# Winter job for you guys down south



## Bgriffin856 (Nov 13, 2013)

Second year of bagging sorghum sudangrass and some corn silage. Our pad is only big enough for about 90 ft of bag which is pushing it (tractor is sitting on in the middle of the road putting in the last load) so we have to split it. This is the first one that is 90ft of sorghum sudangrass and a couple loads of corn to finish it. This picture i took back in January temperature was -8 with a windchill of -31 was only feeding a few wheelbarrow loads to the milk cows at the time to stretch the one silo










This one was last week since the silo is empty this is 60ft of corn. Love opening the bag and having zero spoilage










Gotta push the wheelbarrow about 250ft or so to the barn. I enjoy it unless its raining....


----------



## FarmerCline (Oct 12, 2011)

I bet you stay in good shape loading and pushing that wheelbarrow.....is that an everyday chore?
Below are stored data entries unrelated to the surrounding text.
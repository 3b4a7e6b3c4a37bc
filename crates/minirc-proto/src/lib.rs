//! minirc-proto - protocol library for the minircd chat daemon.
//!
//! Provides the owned [`Message`] model, the typed [`Command`] vocabulary,
//! the numeric [`Response`] table, and (behind the default `tokio` feature)
//! a CRLF line codec for framed transports.

mod chan;
mod command;
pub mod error;
mod message;
mod mode;
mod prefix;
mod response;

#[cfg(feature = "tokio")]
pub mod irc;
#[cfg(feature = "tokio")]
pub mod line;

pub use chan::ChannelExt;
pub use command::Command;
pub use error::{MessageParseError, ProtocolError};
pub use message::Message;
pub use mode::{ModeChange, ModeFlag};
pub use prefix::Prefix;
pub use response::Response;

#[cfg(feature = "tokio")]
pub use irc::IrcCodec;
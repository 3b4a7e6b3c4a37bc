//! Gateway - TCP listener that accepts incoming connections.
//!
//! The Gateway binds to a socket and spawns a Connection task for each
//! incoming client. When the configured address is IPv6 the socket is set
//! up dual-stack so v4-mapped clients can connect too.

use std::net::SocketAddr;
use std::sync::Arc;

use socket2::{Domain, Protocol, Socket, Type};
use tokio::net::TcpListener;
use tracing::{error, info};

use crate::handlers::Dispatcher;
use crate::network::Connection;
use crate::state::Registry;

pub struct Gateway {
    listener: TcpListener,
    registry: Arc<Registry>,
    dispatcher: Arc<Dispatcher>,
}

impl Gateway {
    /// Bind the gateway to the specified address.
    pub async fn bind(
        addr: SocketAddr,
        registry: Arc<Registry>,
        dispatcher: Arc<Dispatcher>,
    ) -> std::io::Result<Self> {
        let listener = make_listener(addr)?;
        info!(%addr, "gateway listening");
        Ok(Self {
            listener,
            registry,
            dispatcher,
        })
    }

    /// The bound address (useful when binding port 0).
    pub fn local_addr(&self) -> std::io::Result<SocketAddr> {
        self.listener.local_addr()
    }

    /// Accept connections until the shutdown signal fires.
    pub async fn run(self) -> std::io::Result<()> {
        let mut shutdown_rx = self.registry.shutdown_tx.subscribe();

        loop {
            tokio::select! {
                accepted = self.listener.accept() => match accepted {
                    Ok((stream, addr)) => {
                        let registry = Arc::clone(&self.registry);
                        let dispatcher = Arc::clone(&self.dispatcher);
                        let id = registry.next_session_id();
                        info!(%id, %addr, "connection accepted");

                        tokio::spawn(async move {
                            let connection =
                                Connection::new(id, stream, addr, registry, dispatcher);
                            if let Err(e) = connection.run().await {
                                error!(%id, %addr, error = %e, "connection error");
                            }
                            info!(%id, %addr, "connection closed");
                        });
                    }
                    Err(e) => {
                        error!(error = %e, "failed to accept connection");
                    }
                },
                _ = shutdown_rx.recv() => {
                    info!("gateway stopping");
                    break;
                }
            }
        }

        Ok(())
    }
}

fn make_listener(addr: SocketAddr) -> std::io::Result<TcpListener> {
    let domain = if addr.is_ipv6() {
        Domain::IPV6
    } else {
        Domain::IPV4
    };
    let socket = Socket::new(domain, Type::STREAM, Some(Protocol::TCP))?;
    if addr.is_ipv6() {
        // Dual-stack: accept v4-mapped peers. Not fatal if the OS refuses.
        let _ = socket.set_only_v6(false);
    }
    socket.set_reuse_address(true)?;
    socket.set_nonblocking(true)?;
    socket.bind(&addr.into())?;
    socket.listen(1024)?;
    TcpListener::from_std(socket.into())
}
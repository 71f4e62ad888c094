//! Bearer token authentication and authorization predicates.
//!
//! Tokens carry only the user id and expiry; every protected request
//! re-loads the account from the store so deactivation and role changes
//! take effect immediately, without waiting for token expiry.

use std::time::Duration;

use axum::extract::FromRequestParts;
use axum::http::request::Parts;
use chrono::Utc;
use jsonwebtoken::{decode, encode, Algorithm, DecodingKey, EncodingKey, Header, Validation};
use serde::{Deserialize, Serialize};

use workverse_models::{User, UserRole};

use crate::error::ApiError;
use crate::state::AppState;

/// Session token claims.
#[derive(Debug, Clone, Serialize, Deserialize)]
pub struct Claims {
    /// User ID
    pub sub: String,
    /// Issued at
    pub iat: i64,
    /// Expiration
    pub exp: i64,
}

/// Issue a signed session token for a user.
pub fn issue_token(user_id: &str, secret: &str, ttl: Duration) -> Result<String, ApiError> {
    let now = Utc::now().timestamp();
    let claims = Claims {
        sub: user_id.to_string(),
        iat: now,
        exp: now + ttl.as_secs() as i64,
    };

    encode(&Header::new(Algorithm::HS256), &claims, &EncodingKey::from_secret(secret.as_bytes()))
        .map_err(|e| ApiError::internal(format!("Failed to sign token: {e}")))
}

/// Verify a token's signature and expiry, returning its claims.
pub fn verify_token(token: &str, secret: &str) -> Result<Claims, ApiError> {
    let validation = Validation::new(Algorithm::HS256);

    decode::<Claims>(token, &DecodingKey::from_secret(secret.as_bytes()), &validation)
        .map(|data| data.claims)
        .map_err(|e| ApiError::unauthorized(format!("Token validation failed: {e}")))
}

/// Authenticated user resolved from the request.
#[derive(Debug, Clone)]
pub struct AuthUser(pub User);

#[axum::async_trait]
impl FromRequestParts<AppState> for AuthUser {
    type Rejection = ApiError;

    async fn from_request_parts(
        parts: &mut Parts,
        state: &AppState,
    ) -> Result<Self, Self::Rejection> {
        let auth_header = parts
            .headers
            .get("Authorization")
            .and_then(|v| v.to_str().ok())
            .ok_or_else(|| ApiError::unauthorized("Missing Authorization header"))?;

        let token = auth_header
            .strip_prefix("Bearer ")
            .ok_or_else(|| ApiError::unauthorized("Invalid Authorization header format"))?;

        let claims = verify_token(token, &state.config.jwt_secret)?;

        let user = state
            .users
            .get(&claims.sub)
            .await?
            .ok_or_else(|| ApiError::unauthorized("Unknown user"))?;

        if !user.is_active {
            return Err(ApiError::unauthorized("Account is deactivated"));
        }

        Ok(AuthUser(user))
    }
}

/// Role gate: role-exact, no transitivity.
pub fn require_role(user: &User, role: UserRole) -> Result<(), ApiError> {
    if user.role == role {
        Ok(())
    } else {
        Err(ApiError::forbidden(format!("{} access required", role)))
    }
}

/// Admin gate.
pub fn require_admin(user: &User) -> Result<(), ApiError> {
    if user.is_admin && user.role == UserRole::Admin {
        Ok(())
    } else {
        Err(ApiError::forbidden("Admin access required"))
    }
}

/// Ownership predicate: the resource owner, or an admin.
pub fn can_manage(user: &User, owner_id: &str) -> bool {
    user.id == owner_id || (user.is_admin && user.role == UserRole::Admin)
}

/// Ownership gate built on [`can_manage`].
pub fn require_manage(user: &User, owner_id: &str) -> Result<(), ApiError> {
    if can_manage(user, owner_id) {
        Ok(())
    } else {
        Err(ApiError::forbidden("You do not own this resource"))
    }
}

#[cfg(test)]
mod tests {
    use super::*;

    #[test]
    fn test_token_roundtrip() {
        let token = issue_token("user-1", "secret", Duration::from_secs(3600)).unwrap();
        let claims = verify_token(&token, "secret").unwrap();
        assert_eq!(claims.sub, "user-1");
        assert!(claims.exp > claims.iat);
    }

    #[test]
    fn test_wrong_secret_rejected() {
        let token = issue_token("user-1", "secret", Duration::from_secs(3600)).unwrap();
        assert!(verify_token(&token, "other").is_err());
    }

    #[test]
    fn test_role_gates() {
        let jobseeker = User::new("J", "j@x.com", "h", UserRole::Jobseeker);
        let employer = User::new("E", "e@x.com", "h", UserRole::Employer);
        let admin = User::new("A", "a@x.com", "h", UserRole::Admin);

        assert!(require_role(&employer, UserRole::Employer).is_ok());
        assert!(require_role(&jobseeker, UserRole::Employer).is_err());
        // Role gates are role-exact: admin does not pass an employer gate
        assert!(require_role(&admin, UserRole::Employer).is_err());

        assert!(require_admin(&admin).is_ok());
        assert!(require_admin(&employer).is_err());
    }

    #[test]
    fn test_ownership_predicate() {
        let employer = User::new("E", "e@x.com", "h", UserRole::Employer);
        let admin = User::new("A", "a@x.com", "h", UserRole::Admin);
        let other = User::new("O", "o@x.com", "h", UserRole::Employer);

        assert!(can_manage(&employer, &employer.id));
        assert!(can_manage(&admin, &employer.id));
        assert!(!can_manage(&other, &employer.id));
    }
}
//! Router assembly.

use std::sync::Arc;

use axum::middleware::{from_fn, from_fn_with_state};
use axum::routing::{delete, get, post, put};
use axum::Router;
use metrics_exporter_prometheus::PrometheusHandle;
use tower_http::limit::RequestBodyLimitLayer;
use tower_http::services::ServeDir;

use crate::handlers::{admin, applications, auth, health, jobs, profile};
use crate::middleware::{
    cors_layer, rate_limit_middleware, request_id, request_logging, security_headers,
    RateLimiterCache,
};
use crate::state::AppState;

/// Build the full application router.
pub fn create_router(state: AppState, metrics_handle: Option<PrometheusHandle>) -> Router {
    let rate_limiter = Arc::new(RateLimiterCache::new(state.config.rate_limit_rps));

    let auth_routes = Router::new()
        .route("/auth/register", post(auth::register))
        .route("/auth/login", post(auth::login))
        .route("/auth/me", get(auth::me));

    let job_routes = Router::new()
        .route("/jobs", get(jobs::list_jobs).post(jobs::create_job))
        .route("/jobs/mine", get(jobs::my_jobs))
        .route(
            "/jobs/:job_id",
            get(jobs::get_job).put(jobs::update_job).delete(jobs::delete_job),
        )
        .route("/jobs/:job_id/status", put(jobs::update_job_status));

    let application_routes = Router::new()
        .route("/applications", post(applications::apply))
        .route("/applications/mine", get(applications::my_applications))
        .route("/applications/stats", get(applications::employer_stats))
        .route("/applications/job/:job_id", get(applications::list_job_applications))
        .route(
            "/applications/:application_id/status",
            put(applications::update_application_status),
        )
        .route("/applications/:application_id", delete(applications::withdraw_application));

    let profile_routes = Router::new()
        .route("/users/profile", get(profile::get_profile).put(profile::update_profile))
        .route("/users/profile/cv", post(profile::upload_cv))
        .route("/users/profile/completeness", get(profile::profile_completeness));

    let admin_routes = Router::new()
        .route("/admin/login", post(admin::admin_login))
        .route("/admin/users", get(admin::list_users).post(admin::create_admin))
        .route("/admin/users/:user_id/status", put(admin::update_user_status))
        .route("/admin/stats", get(admin::platform_stats));

    let api_routes = Router::new()
        .merge(auth_routes)
        .merge(job_routes)
        .merge(application_routes)
        .merge(profile_routes)
        .merge(admin_routes)
        .layer(from_fn_with_state(rate_limiter, rate_limit_middleware));

    let mut router = Router::new()
        .nest("/api", api_routes)
        .nest_service("/uploads", ServeDir::new(&state.config.upload_dir))
        .route("/health", get(health::health))
        .route("/ready", get(health::ready));

    if let Some(handle) = metrics_handle {
        router = router.route("/metrics", get(move || std::future::ready(handle.render())));
    }

    router
        .layer(RequestBodyLimitLayer::new(state.config.max_body_size))
        .layer(from_fn(crate::metrics::metrics_middleware))
        .layer(from_fn(security_headers))
        .layer(from_fn(request_id))
        .layer(from_fn(request_logging))
        .layer(cors_layer(&state.config.cors_origins))
        .with_state(state)
}
//! SQLite persistence layer for the WorkVerse backend.
//!
//! Typed repositories over a shared pool. Cross-record consistency (the
//! apply-plus-counter write) lives here, behind a single transaction, so
//! handlers never have to compensate for partial writes.

pub mod applications;
pub mod db;
pub mod error;
pub mod jobs;
pub mod users;

pub use applications::{ApplicationRepository, ApplicationStats};
pub use db::Db;
pub use error::{StoreError, StoreResult};
pub use jobs::{JobFilter, JobRepository, JobSummary};
pub use users::{UserFilter, UserRepository};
In a load of tools my grandpa bought to sell at his hardware store he got about 500 of so called silage forks.....he has been selling them for mulch forks and they work great for that purpose.....I now see what a silage fork would be used for.


----------



## Bgriffin856 (Nov 13, 2013)

Yep everyday in the winter about a ton and a half of corn silage, three quarter ton of oatlage or haylage and couple hundred pounds of dry hay and grain. When cows are on pasture just feed corn silage and grain. The silos have unloaders so that saves alot of time and work.


----------



## Waterway64 (Dec 2, 2011)

I still use bags for silage though I use a loader and mixer wagon to feed it. Excellent feedyou have there!


----------



## ontario hay man (Jul 18, 2013)

Now why not scoop it with the tractor bucket or skidsteer and bring it to the barn door? Saves alot of walking.


----------



## Bgriffin856 (Nov 13, 2013)

Its easier with a wheelbarrow by the time you fill the bucket cause you still have to shovel silage on it to fill then fork it in the wheelbarrow at the barn you'd save walking but not time. I prefer to handle it once lol. Wish i was setup for a tmr but there again it would be more work and time than the way i do it now


----------



## Bgriffin856 (Nov 13, 2013)

Waterway64 said:


> I still use bags for silage though I use a loader and mixer wagon to feed it. Excellent feedyou have there!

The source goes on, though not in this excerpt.